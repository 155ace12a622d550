//! Footer status bar - exchange status, support entry and block heights
//!
//! Caller-side companion of the editor: a segment-based status bar derived
//! from the API state. The support chat is an injected capability, never a
//! global lookup.

use serde::Serialize;

use crate::strings::{keys, StringGetter};

/// Health reported by the API client
#[derive(Debug, Clone, Copy, PartialEq, Eq, Serialize)]
#[serde(rename_all = "SCREAMING_SNAKE_CASE")]
pub enum ApiStatus {
    Normal,
    Unknown,
    ValidatorDown,
    ValidatorHalted,
    IndexerDown,
    IndexerHalted,
    IndexerTrailing,
}

/// Snapshot of the API state the footer renders from
#[derive(Debug, Clone, Default, PartialEq)]
pub struct ApiState {
    pub height: Option<u64>,
    pub indexer_height: Option<u64>,
    pub status: Option<ApiStatus>,
    pub status_error_message: Option<String>,
}

/// Two-level summary of [`ApiStatus`]
#[derive(Debug, Clone, Copy, PartialEq, Eq, Serialize)]
pub enum ExchangeStatus {
    Operational,
    Degraded,
}

impl ExchangeStatus {
    /// No status yet counts as operational
    pub fn from_api(status: Option<ApiStatus>) -> Self {
        match status {
            None | Some(ApiStatus::Normal) => ExchangeStatus::Operational,
            Some(_) => ExchangeStatus::Degraded,
        }
    }

    fn label_key(self) -> &'static str {
        match self {
            ExchangeStatus::Operational => keys::OPERATIONAL,
            ExchangeStatus::Degraded => keys::DEGRADED,
        }
    }
}

/// Whether this is a production build of the host app
#[derive(Debug, Clone, Copy, PartialEq, Eq, Default)]
pub enum BuildMode {
    #[default]
    Production,
    Development,
}

/// Opens the host's support chat widget
pub trait SupportChat {
    fn show(&self);
}

// ============================================================================
// Segments
// ============================================================================

/// Identifier for footer segments
#[derive(Debug, Clone, Copy, PartialEq, Eq, Hash, Serialize)]
#[serde(rename_all = "snake_case")]
pub enum FooterSegmentId {
    ExchangeStatus,
    SupportChat,
    ChainHeight,
    IndexerHeight,
}

/// A single footer segment
#[derive(Debug, Clone, PartialEq, Serialize)]
pub struct FooterSegment {
    pub id: FooterSegmentId,
    pub label: String,
    /// Right-hand value (block heights)
    pub value: Option<String>,
    pub tooltip: Option<String>,
    pub link: Option<String>,
    pub enabled: bool,
    /// Rendered in the warning color
    pub warning: bool,
}

impl FooterSegment {
    fn new(id: FooterSegmentId, label: String) -> Self {
        Self {
            id,
            label,
            value: None,
            tooltip: None,
            link: None,
            enabled: true,
            warning: false,
        }
    }
}

/// The complete footer state
#[derive(Debug, Clone, PartialEq, Serialize)]
pub struct FooterStatus {
    pub exchange_status: ExchangeStatus,
    segments: Vec<FooterSegment>,
}

impl FooterStatus {
    /// Build the footer for the current API state
    pub fn build(
        api: &ApiState,
        status_page: Option<&str>,
        support_available: bool,
        mode: BuildMode,
        strings: &dyn StringGetter,
    ) -> Self {
        let exchange_status = ExchangeStatus::from_api(api.status);
        let mut segments = Vec::new();

        let mut status = FooterSegment::new(
            FooterSegmentId::ExchangeStatus,
            strings.text(exchange_status.label_key()),
        );
        status.tooltip = api.status_error_message.clone();
        status.link = status_page.map(str::to_string);
        status.enabled = status_page.is_some();
        status.warning = exchange_status == ExchangeStatus::Degraded;
        segments.push(status);

        if support_available {
            segments.push(FooterSegment::new(
                FooterSegmentId::SupportChat,
                strings.text(keys::HELP_AND_SUPPORT),
            ));
        }

        if mode != BuildMode::Production {
            let mut chain = FooterSegment::new(
                FooterSegmentId::ChainHeight,
                strings.text(keys::BLOCK_HEIGHT),
            );
            chain.value = api.height.map(format_grouped);
            segments.push(chain);

            if api.height != api.indexer_height {
                let mut indexer = FooterSegment::new(
                    FooterSegmentId::IndexerHeight,
                    strings.text(keys::INDEXER_BLOCK_HEIGHT),
                );
                indexer.value = api.indexer_height.map(format_grouped);
                indexer.warning = true;
                segments.push(indexer);
            }
        }

        Self {
            exchange_status,
            segments,
        }
    }

    /// Get a segment by ID
    pub fn get_segment(&self, id: FooterSegmentId) -> Option<&FooterSegment> {
        self.segments.iter().find(|s| s.id == id)
    }

    /// Iterate over all segments, left to right
    pub fn segments(&self) -> impl Iterator<Item = &FooterSegment> {
        self.segments.iter()
    }
}

/// Footer with its injected capabilities
pub struct Footer {
    support_chat: Option<Box<dyn SupportChat>>,
    status_page: Option<String>,
    mode: BuildMode,
}

impl Footer {
    pub fn new(mode: BuildMode) -> Self {
        Self {
            support_chat: None,
            status_page: None,
            mode,
        }
    }

    /// Provide a support chat (builder pattern)
    pub fn with_support_chat(mut self, chat: impl SupportChat + 'static) -> Self {
        self.support_chat = Some(Box::new(chat));
        self
    }

    /// Link the status segment to a status page (builder pattern)
    pub fn with_status_page(mut self, url: impl Into<String>) -> Self {
        self.status_page = Some(url.into());
        self
    }

    pub fn status(&self, api: &ApiState, strings: &dyn StringGetter) -> FooterStatus {
        FooterStatus::build(
            api,
            self.status_page.as_deref(),
            self.support_chat.is_some(),
            self.mode,
            strings,
        )
    }

    /// Activate the support segment. Returns false when no chat is available.
    pub fn open_support_chat(&self) -> bool {
        match &self.support_chat {
            Some(chat) => {
                chat.show();
                true
            }
            None => false,
        }
    }
}

/// `1234567` → `"1,234,567"`
pub fn format_grouped(n: u64) -> String {
    let digits = n.to_string();
    let mut out = String::with_capacity(digits.len() + digits.len() / 3);
    for (i, ch) in digits.chars().enumerate() {
        if i > 0 && (digits.len() - i) % 3 == 0 {
            out.push(',');
        }
        out.push(ch);
    }
    out
}

#[cfg(test)]
mod tests {
    use super::*;

    #[test]
    fn test_format_grouped() {
        assert_eq!(format_grouped(0), "0");
        assert_eq!(format_grouped(999), "999");
        assert_eq!(format_grouped(1_000), "1,000");
        assert_eq!(format_grouped(1_234_567), "1,234,567");
    }

    #[test]
    fn test_exchange_status_mapping() {
        assert_eq!(ExchangeStatus::from_api(None), ExchangeStatus::Operational);
        assert_eq!(
            ExchangeStatus::from_api(Some(ApiStatus::Normal)),
            ExchangeStatus::Operational
        );
        assert_eq!(
            ExchangeStatus::from_api(Some(ApiStatus::IndexerTrailing)),
            ExchangeStatus::Degraded
        );
    }
}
****************************************
Directions for this task: Repeat the whole listing above without any change.

Solution to this exercise:
repository 155ace12a622d550
//! Footer status bar - exchange status, support entry and block heights
//!
//! Caller-side companion of the editor: a segment-based status bar derived
//! from the API state. The support chat is an injected capability, never a
//! global lookup.

use serde::Serialize;

use crate::strings::{keys, StringGetter};

/// Health reported by the API client
#[derive(Debug, Clone, Copy, PartialEq, Eq, Serialize)]
#[serde(rename_all = "SCREAMING_SNAKE_CASE")]
pub enum ApiStatus {
    Normal,
    Unknown,
    ValidatorDown,
    ValidatorHalted,
    IndexerDown,
    IndexerHalted,
    IndexerTrailing,
}

/// Snapshot of the API state the footer renders from
#[derive(Debug, Clone, Default, PartialEq)]
pub struct ApiState {
    pub height: Option<u64>,
    pub indexer_height: Option<u64>,
    pub status: Option<ApiStatus>,
    pub status_error_message: Option<String>,
}

/// Two-level summary of [`ApiStatus`]
#[derive(Debug, Clone, Copy, PartialEq, Eq, Serialize)]
pub enum ExchangeStatus {
    Operational,
    Degraded,
}

impl ExchangeStatus {
    /// No status yet counts as operational
    pub fn from_api(status: Option<ApiStatus>) -> Self {
        match status {
            None | Some(ApiStatus::Normal) => ExchangeStatus::Operational,
            Some(_) => ExchangeStatus::Degraded,
        }
    }

    fn label_key(self) -> &'static str {
        match self {
            ExchangeStatus::Operational => keys::OPERATIONAL,
            ExchangeStatus::Degraded => keys::DEGRADED,
        }
    }
}

/// Whether this is a production build of the host app
#[derive(Debug, Clone, Copy, PartialEq, Eq, Default)]
pub enum BuildMode {
    #[default]
    Production,
    Development,
}

/// Opens the host's support chat widget
pub trait SupportChat {
    fn show(&self);
}

// ============================================================================
// Segments
// ============================================================================

/// Identifier for footer segments
#[derive(Debug, Clone, Copy, PartialEq, Eq, Hash, Serialize)]
#[serde(rename_all = "snake_case")]
pub enum FooterSegmentId {
    ExchangeStatus,
    SupportChat,
    ChainHeight,
    IndexerHeight,
}

/// A single footer segment
#[derive(Debug, Clone, PartialEq, Serialize)]
pub struct FooterSegment {
    pub id: FooterSegmentId,
    pub label: String,
    /// Right-hand value (block heights)
    pub value: Option<String>,
    pub tooltip: Option<String>,
    pub link: Option<String>,
    pub enabled: bool,
    /// Rendered in the warning color
    pub warning: bool,
}

impl FooterSegment {
    fn new(id: FooterSegmentId, label: String) -> Self {
        Self {
            id,
            label,
            value: None,
            tooltip: None,
            link: None,
            enabled: true,
            warning: false,
        }
    }
}

/// The complete footer state
#[derive(Debug, Clone, PartialEq, Serialize)]
pub struct FooterStatus {
    pub exchange_status: ExchangeStatus,
    segments: Vec<FooterSegment>,
}

impl FooterStatus {
    /// Build the footer for the current API state
    pub fn build(
        api: &ApiState,
        status_page: Option<&str>,
        support_available: bool,
        mode: BuildMode,
        strings: &dyn StringGetter,
    ) -> Self {
        let exchange_status = ExchangeStatus::from_api(api.status);
        let mut segments = Vec::new();

        let mut status = FooterSegment::new(
            FooterSegmentId::ExchangeStatus,
            strings.text(exchange_status.label_key()),
        );
        status.tooltip = api.status_error_message.clone();
        status.link = status_page.map(str::to_string);
        status.enabled = status_page.is_some();
        status.warning = exchange_status == ExchangeStatus::Degraded;
        segments.push(status);

        if support_available {
            segments.push(FooterSegment::new(
                FooterSegmentId::SupportChat,
                strings.text(keys::HELP_AND_SUPPORT),
            ));
        }

        if mode != BuildMode::Production {
            let mut chain = FooterSegment::new(
                FooterSegmentId::ChainHeight,
                strings.text(keys::BLOCK_HEIGHT),
            );
            chain.value = api.height.map(format_grouped);
            segments.push(chain);

            if api.height != api.indexer_height {
                let mut indexer = FooterSegment::new(
                    FooterSegmentId::IndexerHeight,
                    strings.text(keys::INDEXER_BLOCK_HEIGHT),
                );
                indexer.value = api.indexer_height.map(format_grouped);
                indexer.warning = true;
                segments.push(indexer);
            }
        }

        Self {
            exchange_status,
            segments,
        }
    }

    /// Get a segment by ID
    pub fn get_segment(&self, id: FooterSegmentId) -> Option<&FooterSegment> {
        self.segments.iter().find(|s| s.id == id)
    }

    /// Iterate over all segments, left to right
    pub fn segments(&self) -> impl Iterator<Item = &FooterSegment> {
        self.segments.iter()
    }
}

/// Footer with its injected capabilities
pub struct Footer {
    support_chat: Option<Box<dyn SupportChat>>,
    status_page: Option<String>,
    mode: BuildMode,
}

impl Footer {
    pub fn new(mode: BuildMode) -> Self {
        Self {
            support_chat: None,
            status_page: None,
            mode,
        }
    }

    /// Provide a support chat (builder pattern)
    pub fn with_support_chat(mut self, chat: impl SupportChat + 'static) -> Self {
        self.support_chat = Some(Box::new(chat));
        self
    }

    /// Link the status segment to a status page (builder pattern)
    pub fn with_status_page(mut self, url: impl Into<String>) -> Self {
        self.status_page = Some(url.into());
        self
    }

    pub fn status(&self, api: &ApiState, strings: &dyn StringGetter) -> FooterStatus {
        FooterStatus::build(
            api,
            self.status_page.as_deref(),
            self.support_chat.is_some(),
            self.mode,
            strings,
        )
    }

    /// Activate the support segment. Returns false when no chat is available.
    pub fn open_support_chat(&self) -> bool {
        match &self.support_chat {
            Some(chat) => {
                chat.show();
                true
            }
            None => false,
        }
    }
}

/// `1234567` → `"1,234,567"`
pub fn format_grouped(n: u64) -> String {
    let digits = n.to_string();
    let mut out = String::with_capacity(digits.len() + digits.len() / 3);
    for (i, ch) in digits.chars().enumerate() {
        if i > 0 && (digits.len() - i) % 3 == 0 {
            out.push(',');
        }
        out.push(ch);
    }
    out
}

#[cfg(test)]
mod tests {
    use super::*;

    #[test]
    fn test_format_grouped() {
        assert_eq!(format_grouped(0), "0");
        assert_eq!(format_grouped(999), "999");
        assert_eq!(format_grouped(1_000), "1,000");
        assert_eq!(format_grouped(1_234_567), "1,234,567");
    }

    #[test]
    fn test_exchange_status_mapping() {
        assert_eq!(ExchangeStatus::from_api(None), ExchangeStatus::Operational);
        assert_eq!(
            ExchangeStatus::from_api(Some(ApiStatus::Normal)),
            ExchangeStatus::Operational
        );
        assert_eq!(
            ExchangeStatus::from_api(Some(ApiStatus::IndexerTrailing)),
            ExchangeStatus::Degraded
        );
    }
}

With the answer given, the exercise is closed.